É de conhecimento notório o resultado do recente julgamento na Suprema Corte brasileira (STF) que julgou os Embargos Infringentes interpostos em face de decisão da própria Corte em que inicialmente se condenou alguns políticos – que vieram a ser conhecidos pelo grande público como mensaleiros – também pelo crime de formação de quadrilha. Como consequência desse novo julgamento, tem-se a redução drástica das respetivas penas.

Além do ar de impunidade deixado pela absolvição, convém descrever a talentosa manobra que o governo federal praticou para conseguir essa alteração no resultado do julgamento. Para entendê-la, é necessário voltar um pouco no tempo a fim de observar que o governo Lula e sua sucessora indicaram para as vagas de Ministro da Excelsa Corte exclusivamente candidatos historicamente ligados à esquerda, seja na militância, seja na ideologia, seja mesmo na condição de prestador de serviço – como um advogado, por exemplo. Obviamente, várias dessas indicações são inquestionáveis do aspecto meritório do então candidato a julgador constitucional. Todavia, o elevado valor intelectual dos indicados não exclui obrigatoriamente o vetor ideologia mencionado acima.

Dessa forma, o comprometimento com o partido ficou, sim, nítido nas indicações anteriores ao cargo de Ministro do STF. Contudo, em que pese esse vínculo anterior, alguns desses julgadores – mesmo que sejam afinados ideologicamente – ante aos fatos e às provas demonstradas na Ação Penal n. 470 e, sobretudo, frente ao clamor nacional, julgaram e condenaram os réus para o desespero da militância partidária.

O tempo passou. Dois ministros indicados pelo governo se aposentaram e a hora do julgamento dos Embargos estava chegando. E agora, o que fazer? De fato, indicar outro candidato seguindo os mesmos critérios anteriores não seria garantia de absolvição. Pois bem. Houve uma mudança de perspectiva na escolha. Em vez de procurar candidatos que eventualmente tivessem sintonia com o ideário de esquerda, por que não buscar pretensos Ministros – de notável saber jurídico e reputação ilibada como pede a CF, art. 101 – que já tivessem se posicionado contrários à condenação, seja doutrinariamente, seja decidindo em casos similares?

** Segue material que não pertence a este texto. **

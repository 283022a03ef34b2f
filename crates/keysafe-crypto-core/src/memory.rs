//! Secure memory types for key material and decrypted payloads.
//!
//! Both wrappers zero their contents on drop and mask `Debug`/`Display`
//! output so secrets cannot leak through logs or panic messages.

use crate::error::CryptoError;
use rand::rngs::OsRng;
use rand::RngCore;
use secrecy::{ExposeSecret, SecretSlice};
use std::fmt;
use zeroize::{Zeroize, ZeroizeOnDrop};

// ---------------------------------------------------------------------------
// SecretBuffer — variable-length
// ---------------------------------------------------------------------------

/// Variable-length buffer for sensitive data.
///
/// Wraps [`SecretSlice<u8>`] from the `secrecy` crate, which zeroizes the
/// allocation on drop.
pub struct SecretBuffer {
    inner: SecretSlice<u8>,
}

impl SecretBuffer {
    /// Create a new `SecretBuffer` by copying `data`.
    ///
    /// The caller should zeroize the source data after calling this.
    ///
    /// # Errors
    ///
    /// Currently infallible; kept fallible so callers propagate allocation
    /// failures uniformly with [`SecretBuffer::random`].
    pub fn new(data: &[u8]) -> Result<Self, CryptoError> {
        Ok(Self::from_vec(data.to_vec()))
    }

    /// Take ownership of `data` without copying it.
    #[must_use]
    pub fn from_vec(data: Vec<u8>) -> Self {
        Self { inner: data.into() }
    }

    /// Create a `SecretBuffer` filled with cryptographically random bytes.
    ///
    /// # Errors
    ///
    /// Returns `CryptoError::SecureMemory` if the CSPRNG fails.
    pub fn random(len: usize) -> Result<Self, CryptoError> {
        let mut bytes = vec![0u8; len];
        if let Err(e) = OsRng.try_fill_bytes(&mut bytes) {
            bytes.zeroize();
            return Err(CryptoError::SecureMemory(format!("CSPRNG fill failed: {e}")));
        }
        Ok(Self::from_vec(bytes))
    }

    /// Expose the underlying bytes. Keep the borrow short.
    #[must_use]
    pub fn expose(&self) -> &[u8] {
        self.inner.expose_secret()
    }

    /// Returns the number of bytes in the buffer.
    #[must_use]
    pub fn len(&self) -> usize {
        self.inner.expose_secret().len()
    }

    /// Returns `true` if the buffer is empty.
    #[must_use]
    pub fn is_empty(&self) -> bool {
        self.len() == 0
    }
}

impl fmt::Debug for SecretBuffer {
    fn fmt(&self, f: &mut fmt::Formatter<'_>) -> fmt::Result {
        f.write_str("SecretBuffer(***)")
    }
}

impl fmt::Display for SecretBuffer {
    fn fmt(&self, f: &mut fmt::Formatter<'_>) -> fmt::Result {
        f.write_str("SecretBuffer(***)")
    }
}

// ---------------------------------------------------------------------------
// SecretBytes<N> — fixed-size
// ---------------------------------------------------------------------------

/// Fixed-size buffer for keys and other fixed-length secrets.
#[derive(Zeroize, ZeroizeOnDrop)]
pub struct SecretBytes<const N: usize> {
    bytes: [u8; N],
}

impl<const N: usize> SecretBytes<N> {
    /// Wrap a fixed-size array. The array is moved in.
    #[must_use]
    pub const fn new(data: [u8; N]) -> Self {
        Self { bytes: data }
    }

    /// Copy a slice of exactly `N` bytes.
    ///
    /// # Errors
    ///
    /// Returns `CryptoError::InvalidKeyMaterial` if `data.len() != N`.
    pub fn from_slice(data: &[u8]) -> Result<Self, CryptoError> {
        let bytes: [u8; N] = data.try_into().map_err(|_| {
            CryptoError::InvalidKeyMaterial(format!(
                "expected {N} bytes, got {}",
                data.len()
            ))
        })?;
        Ok(Self::new(bytes))
    }

    /// Create `SecretBytes` filled with cryptographically random bytes.
    ///
    /// # Errors
    ///
    /// Returns `CryptoError::SecureMemory` if the CSPRNG fails.
    pub fn random() -> Result<Self, CryptoError> {
        let mut out = Self::new([0u8; N]);
        OsRng
            .try_fill_bytes(&mut out.bytes)
            .map_err(|e| CryptoError::SecureMemory(format!("CSPRNG fill failed: {e}")))?;
        Ok(out)
    }

    /// Expose the underlying bytes for cryptographic operations.
    #[must_use]
    pub const fn expose(&self) -> &[u8; N] {
        &self.bytes
    }
}

impl<const N: usize> fmt::Debug for SecretBytes<N> {
    fn fmt(&self, f: &mut fmt::Formatter<'_>) -> fmt::Result {
        write!(f, "SecretBytes<{N}>(***)")
    }
}

impl<const N: usize> fmt::Display for SecretBytes<N> {
    fn fmt(&self, f: &mut fmt::Formatter<'_>) -> fmt::Result {
        write!(f, "SecretBytes<{N}>(***)")
    }
}

impl<const N: usize> From<[u8; N]> for SecretBytes<N> {
    fn from(data: [u8; N]) -> Self {
        Self::new(data)
    }
}

// ---------------------------------------------------------------------------
// Unit tests
// ---------------------------------------------------------------------------
//! PIN format rules and constant-time comparison.

use crate::error::CryptoError;

/// Required PIN length in characters.
pub const PIN_LEN: usize = 6;

/// Check that `pin` is exactly six ASCII digits.
///
/// # Errors
///
/// Returns `CryptoError::InvalidPin` describing the first violated rule.
pub fn validate_pin_format(pin: &str) -> Result<(), CryptoError> {
    if pin.len() != PIN_LEN {
        return Err(CryptoError::InvalidPin(format!(
            "PIN must be exactly {PIN_LEN} digits"
        )));
    }
    if !pin.bytes().all(|b| b.is_ascii_digit()) {
        return Err(CryptoError::InvalidPin("PIN must contain only digits".into()));
    }
    Ok(())
}

/// Constant-time comparison of a candidate PIN against the stored one.
///
/// Uses bitwise OR accumulation to avoid short-circuit timing leaks. The
/// early return on length mismatch only reveals the length, which is public.
#[must_use]
pub fn pins_match(stored: &[u8], candidate: &[u8]) -> bool {
    if stored.len() != candidate.len() {
        return false;
    }
    let mut diff = 0u8;
    for (x, y) in stored.iter().zip(candidate.iter()) {
        diff |= x ^ y;
    }
    diff == 0
}
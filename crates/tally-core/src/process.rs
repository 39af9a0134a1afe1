//! Record processor — wraps one raw record as a [`ProcessedRecord`].
//!
//! The wire contract inherited JavaScript truthiness for its optional flags
//! (`deleted: 0` does not mean deleted), so the inference helpers here follow
//! those rules rather than plain presence checks.

use chrono::Utc;
use serde_json::Value;

use crate::normalize::{normalize_fields, parse_date_string};
use crate::types::{Action, ProcessedRecord, RecordMetadata};

/// Constant provenance tag for the inbound integration.
pub const SOURCE: &str = "bitable";

/// Process a raw record into its canonical stored form.
///
/// Returns `None` only when the record itself is null; any other value,
/// object or not, produces a record (a scalar has no usable `fields` and
/// ends up with an empty map).
pub fn process_record(record: &Value) -> Option<ProcessedRecord> {
    if record.is_null() {
        return None;
    }

    let now = Utc::now();
    let raw_id = record_id(record);
    let id = raw_id
        .clone()
        .unwrap_or_else(|| format!("record_{}", now.timestamp_millis()));

    let fields = match record.get("fields") {
        Some(Value::Object(map)) => normalize_fields(map),
        _ => serde_json::Map::new(),
    };

    let created_at = record
        .get("created_at")
        .and_then(Value::as_str)
        .and_then(parse_date_string)
        .unwrap_or(now);

    Some(ProcessedRecord {
        id,
        raw_id,
        fields,
        action: infer_action(record),
        created_at,
        updated_at: now,
        metadata: RecordMetadata {
            source: SOURCE.to_string(),
            table_id: string_or_unknown(record.get("table_id")),
            app_id: string_or_unknown(record.get("app_id")),
        },
    })
}

/// Infer the intent of a record, in priority order: explicit `action` field,
/// then missing id, then deletion flags, then update markers, else read.
pub fn infer_action(record: &Value) -> Action {
    if let Some(action) = record
        .get("action")
        .and_then(Value::as_str)
        .filter(|s| !s.is_empty())
    {
        return Action::from(action);
    }
    if record_id(record).is_none() {
        return Action::Create;
    }
    if is_truthy(record.get("deleted")) || is_truthy(record.get("is_deleted")) {
        return Action::Delete;
    }
    if is_truthy(record.get("updated_at")) || is_truthy(record.get("modified_time")) {
        return Action::Update;
    }
    Action::Read
}

/// JavaScript truthiness: `null`, `false`, `0`, and `""` are falsy,
/// everything else (including empty arrays and objects) is truthy.
pub fn is_truthy(value: Option<&Value>) -> bool {
    match value {
        None | Some(Value::Null) => false,
        Some(Value::Bool(b)) => *b,
        Some(Value::Number(n)) => n.as_f64().is_some_and(|f| f != 0.0),
        Some(Value::String(s)) => !s.is_empty(),
        Some(Value::Array(_)) | Some(Value::Object(_)) => true,
    }
}

/// A usable record id: a non-empty string, or a non-zero number rendered as
/// one. Falsy ids fall back to id synthesis like a missing id would.
fn record_id(record: &Value) -> Option<String> {
    match record.get("id") {
        Some(Value::String(s)) if !s.is_empty() => Some(s.clone()),
        Some(Value::Number(n)) if n.as_f64().is_some_and(|f| f != 0.0) => Some(n.to_string()),
        _ => None,
    }
}

fn string_or_unknown(value: Option<&Value>) -> String {
    value
        .and_then(Value::as_str)
        .filter(|s| !s.is_empty())
        .unwrap_or("unknown")
        .to_string()
}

E foi exatamente esse um dos critérios adotados na procura dos futuros Ministro da mais alta Corte do Brasil.  

Naturalmente que os dois novos Ministros têm currículo e história para fazer jus à confiança da Presidente da República; no entanto, por coincidência: um tinha escrito um artigo em que defendia que o STF tinha endurecido nas penas, afastando-se da sua jurisprudência; enquanto o outro tinha prolatado reiteradas decisões absolvendo acusados em processos de natureza similar. Nesse sentido, tendo, pois, uma interpretação muito favorável aos réus nos crimes de formação de quadrilha. Nos dois casos, a absolvição era uma convicção prévia dos futuros ministros.  Pensar de forma diferente a respeito de eventual crime a ser tipificado em determinada conduta é perfeitamente plausível sob o viés de uma ciência humana como o Direito; entretanto, escolher um julgador sob essa perspectiva choca-se com a Constituição cuja redação é exemplar ao proibir a formação de um Tribunal de Exceção, ou seja, formado especialmente para dirimir determinado litígio. No caso, não se forjou todo o Tribunal, mas parte dele. Portanto, além da violação à ética pública, a Carta Magna foi violada, porquanto o Princípio do Juiz Natural, artigo 5, inciso LII, condiciona os julgamentos por juízes preestabelecidos para aquela função, e não, como consequência lógica, por julgadores escolhidos por sua convicção prévia em determinado sentido. Não se poderia pensar num ministro ad hoc, quer dizer, escolhido para determinado julgamento. 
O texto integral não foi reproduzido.